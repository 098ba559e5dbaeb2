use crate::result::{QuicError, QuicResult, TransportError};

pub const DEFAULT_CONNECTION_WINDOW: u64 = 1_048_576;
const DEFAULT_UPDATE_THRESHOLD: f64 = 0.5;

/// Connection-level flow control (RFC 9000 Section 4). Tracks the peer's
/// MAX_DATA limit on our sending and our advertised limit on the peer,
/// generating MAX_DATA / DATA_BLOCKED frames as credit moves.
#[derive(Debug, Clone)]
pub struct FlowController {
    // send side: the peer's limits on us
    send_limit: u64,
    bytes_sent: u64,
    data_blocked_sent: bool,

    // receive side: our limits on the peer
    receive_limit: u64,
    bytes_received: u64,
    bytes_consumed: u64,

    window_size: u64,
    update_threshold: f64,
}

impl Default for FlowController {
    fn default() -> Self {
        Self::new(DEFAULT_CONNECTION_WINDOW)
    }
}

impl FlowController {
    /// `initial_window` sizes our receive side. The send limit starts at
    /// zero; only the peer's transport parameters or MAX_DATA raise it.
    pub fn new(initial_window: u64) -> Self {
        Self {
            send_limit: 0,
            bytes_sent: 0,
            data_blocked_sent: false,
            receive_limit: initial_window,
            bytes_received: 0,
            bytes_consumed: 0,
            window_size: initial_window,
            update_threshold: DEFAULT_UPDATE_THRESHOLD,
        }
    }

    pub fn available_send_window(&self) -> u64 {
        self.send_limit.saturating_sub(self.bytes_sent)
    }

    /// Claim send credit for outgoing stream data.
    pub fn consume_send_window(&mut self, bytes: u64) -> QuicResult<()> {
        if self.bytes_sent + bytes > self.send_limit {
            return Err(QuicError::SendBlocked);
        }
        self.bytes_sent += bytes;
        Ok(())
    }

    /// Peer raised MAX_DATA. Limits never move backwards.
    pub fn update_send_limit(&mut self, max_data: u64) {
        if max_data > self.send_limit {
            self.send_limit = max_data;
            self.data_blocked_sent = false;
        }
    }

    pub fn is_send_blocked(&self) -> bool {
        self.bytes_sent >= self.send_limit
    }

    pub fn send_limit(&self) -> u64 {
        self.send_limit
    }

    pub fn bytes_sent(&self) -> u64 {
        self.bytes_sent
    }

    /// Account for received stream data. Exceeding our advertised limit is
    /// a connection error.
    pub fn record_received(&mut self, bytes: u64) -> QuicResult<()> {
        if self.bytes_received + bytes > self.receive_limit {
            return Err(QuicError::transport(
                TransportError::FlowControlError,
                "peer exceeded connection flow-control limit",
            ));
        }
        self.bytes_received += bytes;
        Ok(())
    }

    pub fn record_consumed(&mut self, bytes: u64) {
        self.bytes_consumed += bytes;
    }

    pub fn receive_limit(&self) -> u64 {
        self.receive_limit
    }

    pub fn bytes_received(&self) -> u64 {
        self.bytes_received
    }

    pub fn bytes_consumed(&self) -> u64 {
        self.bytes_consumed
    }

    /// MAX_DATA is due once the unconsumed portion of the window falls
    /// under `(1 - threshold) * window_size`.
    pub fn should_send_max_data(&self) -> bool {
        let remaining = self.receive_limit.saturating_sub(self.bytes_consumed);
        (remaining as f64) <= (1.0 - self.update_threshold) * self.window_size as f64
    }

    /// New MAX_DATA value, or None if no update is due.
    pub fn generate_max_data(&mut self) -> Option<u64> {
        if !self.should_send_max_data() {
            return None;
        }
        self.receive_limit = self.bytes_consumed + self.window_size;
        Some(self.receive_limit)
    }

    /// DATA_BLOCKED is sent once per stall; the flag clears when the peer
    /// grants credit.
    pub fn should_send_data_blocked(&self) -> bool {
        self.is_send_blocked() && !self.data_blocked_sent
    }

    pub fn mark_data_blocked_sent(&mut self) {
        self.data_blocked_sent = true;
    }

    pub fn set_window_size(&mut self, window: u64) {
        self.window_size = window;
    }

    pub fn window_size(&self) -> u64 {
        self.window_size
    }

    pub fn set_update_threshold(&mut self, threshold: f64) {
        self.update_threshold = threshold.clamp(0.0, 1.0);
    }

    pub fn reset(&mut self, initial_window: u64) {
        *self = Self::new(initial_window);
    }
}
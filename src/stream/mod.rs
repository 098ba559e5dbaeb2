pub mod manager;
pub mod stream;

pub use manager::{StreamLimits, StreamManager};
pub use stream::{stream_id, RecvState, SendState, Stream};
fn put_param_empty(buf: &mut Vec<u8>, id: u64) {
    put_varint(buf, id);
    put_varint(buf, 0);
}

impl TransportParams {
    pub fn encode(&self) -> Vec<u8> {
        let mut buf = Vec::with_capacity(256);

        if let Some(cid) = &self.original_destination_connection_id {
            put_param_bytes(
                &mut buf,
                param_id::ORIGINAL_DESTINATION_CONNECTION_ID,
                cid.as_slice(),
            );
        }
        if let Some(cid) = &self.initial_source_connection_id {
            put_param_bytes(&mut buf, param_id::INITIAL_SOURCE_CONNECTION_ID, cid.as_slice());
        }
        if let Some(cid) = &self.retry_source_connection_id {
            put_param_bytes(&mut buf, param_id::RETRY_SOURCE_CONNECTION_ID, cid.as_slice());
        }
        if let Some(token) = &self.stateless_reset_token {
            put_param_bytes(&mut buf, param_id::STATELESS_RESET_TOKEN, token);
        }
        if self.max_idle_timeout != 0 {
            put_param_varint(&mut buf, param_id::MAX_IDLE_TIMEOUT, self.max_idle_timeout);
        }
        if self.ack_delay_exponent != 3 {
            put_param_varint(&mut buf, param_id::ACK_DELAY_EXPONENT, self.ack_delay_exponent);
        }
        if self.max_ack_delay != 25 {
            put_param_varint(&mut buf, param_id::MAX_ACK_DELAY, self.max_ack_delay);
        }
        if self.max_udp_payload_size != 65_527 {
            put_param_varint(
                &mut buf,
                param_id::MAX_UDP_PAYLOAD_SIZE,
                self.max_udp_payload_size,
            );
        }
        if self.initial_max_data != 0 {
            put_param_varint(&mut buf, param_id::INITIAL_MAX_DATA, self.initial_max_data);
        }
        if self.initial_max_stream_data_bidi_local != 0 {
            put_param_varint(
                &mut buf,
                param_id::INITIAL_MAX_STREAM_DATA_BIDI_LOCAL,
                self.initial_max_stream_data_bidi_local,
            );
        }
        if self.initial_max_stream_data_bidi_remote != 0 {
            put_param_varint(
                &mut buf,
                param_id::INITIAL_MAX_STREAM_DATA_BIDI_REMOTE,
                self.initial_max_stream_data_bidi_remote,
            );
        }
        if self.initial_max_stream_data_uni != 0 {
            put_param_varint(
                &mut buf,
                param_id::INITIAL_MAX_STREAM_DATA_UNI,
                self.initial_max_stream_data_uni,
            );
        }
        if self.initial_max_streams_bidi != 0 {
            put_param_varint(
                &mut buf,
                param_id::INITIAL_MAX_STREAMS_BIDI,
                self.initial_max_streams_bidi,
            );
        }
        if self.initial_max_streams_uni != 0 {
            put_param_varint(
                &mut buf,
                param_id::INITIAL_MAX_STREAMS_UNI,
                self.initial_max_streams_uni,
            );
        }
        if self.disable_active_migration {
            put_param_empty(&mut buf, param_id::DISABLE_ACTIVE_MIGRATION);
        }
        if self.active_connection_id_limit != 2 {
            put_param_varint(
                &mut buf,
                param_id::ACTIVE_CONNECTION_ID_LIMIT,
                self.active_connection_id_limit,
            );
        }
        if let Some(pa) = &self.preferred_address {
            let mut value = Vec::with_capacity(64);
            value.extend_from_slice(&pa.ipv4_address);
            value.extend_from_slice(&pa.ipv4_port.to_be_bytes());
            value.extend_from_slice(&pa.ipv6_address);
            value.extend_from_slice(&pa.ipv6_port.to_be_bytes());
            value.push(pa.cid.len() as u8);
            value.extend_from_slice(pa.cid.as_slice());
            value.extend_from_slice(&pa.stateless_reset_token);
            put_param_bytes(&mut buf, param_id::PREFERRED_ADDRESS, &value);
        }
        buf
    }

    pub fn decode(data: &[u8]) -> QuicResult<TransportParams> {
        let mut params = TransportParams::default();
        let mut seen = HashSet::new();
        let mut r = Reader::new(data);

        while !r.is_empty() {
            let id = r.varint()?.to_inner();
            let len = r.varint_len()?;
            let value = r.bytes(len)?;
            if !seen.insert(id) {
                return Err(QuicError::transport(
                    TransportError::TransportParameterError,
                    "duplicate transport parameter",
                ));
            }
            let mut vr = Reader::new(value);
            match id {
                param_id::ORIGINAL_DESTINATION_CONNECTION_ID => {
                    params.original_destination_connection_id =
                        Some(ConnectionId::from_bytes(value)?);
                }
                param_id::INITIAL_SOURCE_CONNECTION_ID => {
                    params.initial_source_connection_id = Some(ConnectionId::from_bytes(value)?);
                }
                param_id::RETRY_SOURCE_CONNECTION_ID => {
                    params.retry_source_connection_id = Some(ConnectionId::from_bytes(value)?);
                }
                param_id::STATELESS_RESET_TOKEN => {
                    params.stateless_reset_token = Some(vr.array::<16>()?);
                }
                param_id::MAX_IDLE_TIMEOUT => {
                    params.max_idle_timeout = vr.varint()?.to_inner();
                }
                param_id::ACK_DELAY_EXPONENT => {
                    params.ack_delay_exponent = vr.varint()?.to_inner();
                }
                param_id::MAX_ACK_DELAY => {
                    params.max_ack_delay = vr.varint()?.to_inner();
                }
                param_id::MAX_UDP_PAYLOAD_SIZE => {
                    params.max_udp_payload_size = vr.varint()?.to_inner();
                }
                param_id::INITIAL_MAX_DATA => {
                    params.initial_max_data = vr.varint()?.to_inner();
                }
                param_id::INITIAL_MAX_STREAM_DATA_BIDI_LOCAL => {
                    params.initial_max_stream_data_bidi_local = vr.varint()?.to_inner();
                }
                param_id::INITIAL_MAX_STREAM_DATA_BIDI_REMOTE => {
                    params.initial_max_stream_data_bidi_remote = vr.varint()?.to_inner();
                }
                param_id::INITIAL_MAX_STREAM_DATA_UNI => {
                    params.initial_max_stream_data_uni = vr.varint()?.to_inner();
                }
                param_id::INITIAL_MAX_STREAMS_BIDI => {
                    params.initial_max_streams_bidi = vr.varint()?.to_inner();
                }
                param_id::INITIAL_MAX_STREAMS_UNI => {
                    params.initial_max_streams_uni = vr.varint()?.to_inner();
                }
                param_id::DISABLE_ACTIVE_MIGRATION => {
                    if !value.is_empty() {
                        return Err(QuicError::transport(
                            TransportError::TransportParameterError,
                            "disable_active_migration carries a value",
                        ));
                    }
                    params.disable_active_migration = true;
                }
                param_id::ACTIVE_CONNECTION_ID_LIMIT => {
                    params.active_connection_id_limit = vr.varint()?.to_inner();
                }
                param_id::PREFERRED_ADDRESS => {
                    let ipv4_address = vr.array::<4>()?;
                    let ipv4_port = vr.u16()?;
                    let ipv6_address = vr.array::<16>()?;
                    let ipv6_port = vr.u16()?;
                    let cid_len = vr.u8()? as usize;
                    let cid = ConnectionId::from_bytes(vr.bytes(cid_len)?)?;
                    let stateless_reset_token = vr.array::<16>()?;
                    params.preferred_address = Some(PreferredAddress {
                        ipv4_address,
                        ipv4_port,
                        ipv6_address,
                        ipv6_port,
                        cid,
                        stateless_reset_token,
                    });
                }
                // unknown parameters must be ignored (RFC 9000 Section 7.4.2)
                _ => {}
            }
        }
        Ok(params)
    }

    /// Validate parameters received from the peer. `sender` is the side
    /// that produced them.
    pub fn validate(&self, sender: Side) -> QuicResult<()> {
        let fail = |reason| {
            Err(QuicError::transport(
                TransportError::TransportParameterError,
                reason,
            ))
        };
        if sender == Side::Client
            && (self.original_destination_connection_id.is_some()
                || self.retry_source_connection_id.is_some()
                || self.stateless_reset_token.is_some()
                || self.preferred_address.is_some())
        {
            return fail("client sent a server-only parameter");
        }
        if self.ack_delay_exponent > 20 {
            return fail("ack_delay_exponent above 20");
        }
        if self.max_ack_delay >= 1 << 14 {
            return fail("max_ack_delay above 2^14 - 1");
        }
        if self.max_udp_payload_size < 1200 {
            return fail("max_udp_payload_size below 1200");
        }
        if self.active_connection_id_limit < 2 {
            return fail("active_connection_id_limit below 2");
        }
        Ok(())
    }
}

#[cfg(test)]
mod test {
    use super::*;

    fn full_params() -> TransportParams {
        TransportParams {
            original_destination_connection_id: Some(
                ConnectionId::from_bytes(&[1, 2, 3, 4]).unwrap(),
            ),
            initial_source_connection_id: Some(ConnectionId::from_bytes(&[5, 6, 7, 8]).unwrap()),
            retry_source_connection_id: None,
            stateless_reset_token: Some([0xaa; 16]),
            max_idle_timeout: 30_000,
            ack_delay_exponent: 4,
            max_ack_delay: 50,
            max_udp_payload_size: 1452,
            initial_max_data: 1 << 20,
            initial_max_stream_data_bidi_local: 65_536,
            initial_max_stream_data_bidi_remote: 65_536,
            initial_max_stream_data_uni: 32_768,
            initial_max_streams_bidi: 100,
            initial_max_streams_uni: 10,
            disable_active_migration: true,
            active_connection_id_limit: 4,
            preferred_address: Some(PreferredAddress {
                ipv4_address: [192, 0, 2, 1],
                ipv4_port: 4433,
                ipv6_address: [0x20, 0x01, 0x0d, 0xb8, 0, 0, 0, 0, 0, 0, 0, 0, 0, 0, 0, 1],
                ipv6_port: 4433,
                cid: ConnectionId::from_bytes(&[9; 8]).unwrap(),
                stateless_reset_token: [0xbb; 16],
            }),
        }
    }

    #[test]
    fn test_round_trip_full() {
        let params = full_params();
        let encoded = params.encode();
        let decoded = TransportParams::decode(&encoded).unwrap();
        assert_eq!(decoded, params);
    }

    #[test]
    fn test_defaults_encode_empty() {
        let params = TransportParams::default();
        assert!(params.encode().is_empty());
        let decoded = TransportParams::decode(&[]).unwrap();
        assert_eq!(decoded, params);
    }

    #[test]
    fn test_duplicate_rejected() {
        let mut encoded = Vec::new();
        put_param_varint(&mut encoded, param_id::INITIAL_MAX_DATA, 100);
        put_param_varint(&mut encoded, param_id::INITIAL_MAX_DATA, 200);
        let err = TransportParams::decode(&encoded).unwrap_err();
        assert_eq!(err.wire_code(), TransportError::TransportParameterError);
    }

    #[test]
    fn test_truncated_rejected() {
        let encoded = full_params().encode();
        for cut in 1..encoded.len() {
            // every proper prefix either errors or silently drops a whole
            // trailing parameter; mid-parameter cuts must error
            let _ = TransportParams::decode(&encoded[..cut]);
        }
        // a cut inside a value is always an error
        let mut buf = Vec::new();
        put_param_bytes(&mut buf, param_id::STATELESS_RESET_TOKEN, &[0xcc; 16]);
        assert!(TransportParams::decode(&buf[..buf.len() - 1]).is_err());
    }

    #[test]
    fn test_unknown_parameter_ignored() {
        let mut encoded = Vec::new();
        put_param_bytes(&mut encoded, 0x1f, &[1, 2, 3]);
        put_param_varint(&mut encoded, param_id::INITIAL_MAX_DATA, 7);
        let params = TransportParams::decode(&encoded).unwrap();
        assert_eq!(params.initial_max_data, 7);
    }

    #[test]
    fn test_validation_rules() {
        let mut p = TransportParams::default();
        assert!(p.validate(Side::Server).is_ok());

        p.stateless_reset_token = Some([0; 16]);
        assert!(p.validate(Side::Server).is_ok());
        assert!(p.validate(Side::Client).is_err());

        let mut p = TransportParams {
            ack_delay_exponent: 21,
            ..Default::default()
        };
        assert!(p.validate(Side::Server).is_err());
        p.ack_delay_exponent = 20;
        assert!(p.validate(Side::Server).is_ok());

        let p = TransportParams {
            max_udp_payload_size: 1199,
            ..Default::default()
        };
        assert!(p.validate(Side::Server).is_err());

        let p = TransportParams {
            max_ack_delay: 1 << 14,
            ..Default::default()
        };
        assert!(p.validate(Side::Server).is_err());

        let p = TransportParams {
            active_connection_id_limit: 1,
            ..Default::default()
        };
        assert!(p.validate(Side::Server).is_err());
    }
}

What is needed:
Go through the records above line by line and say how many lines include "TransportParameterError", giving only that number.

Answer box:
4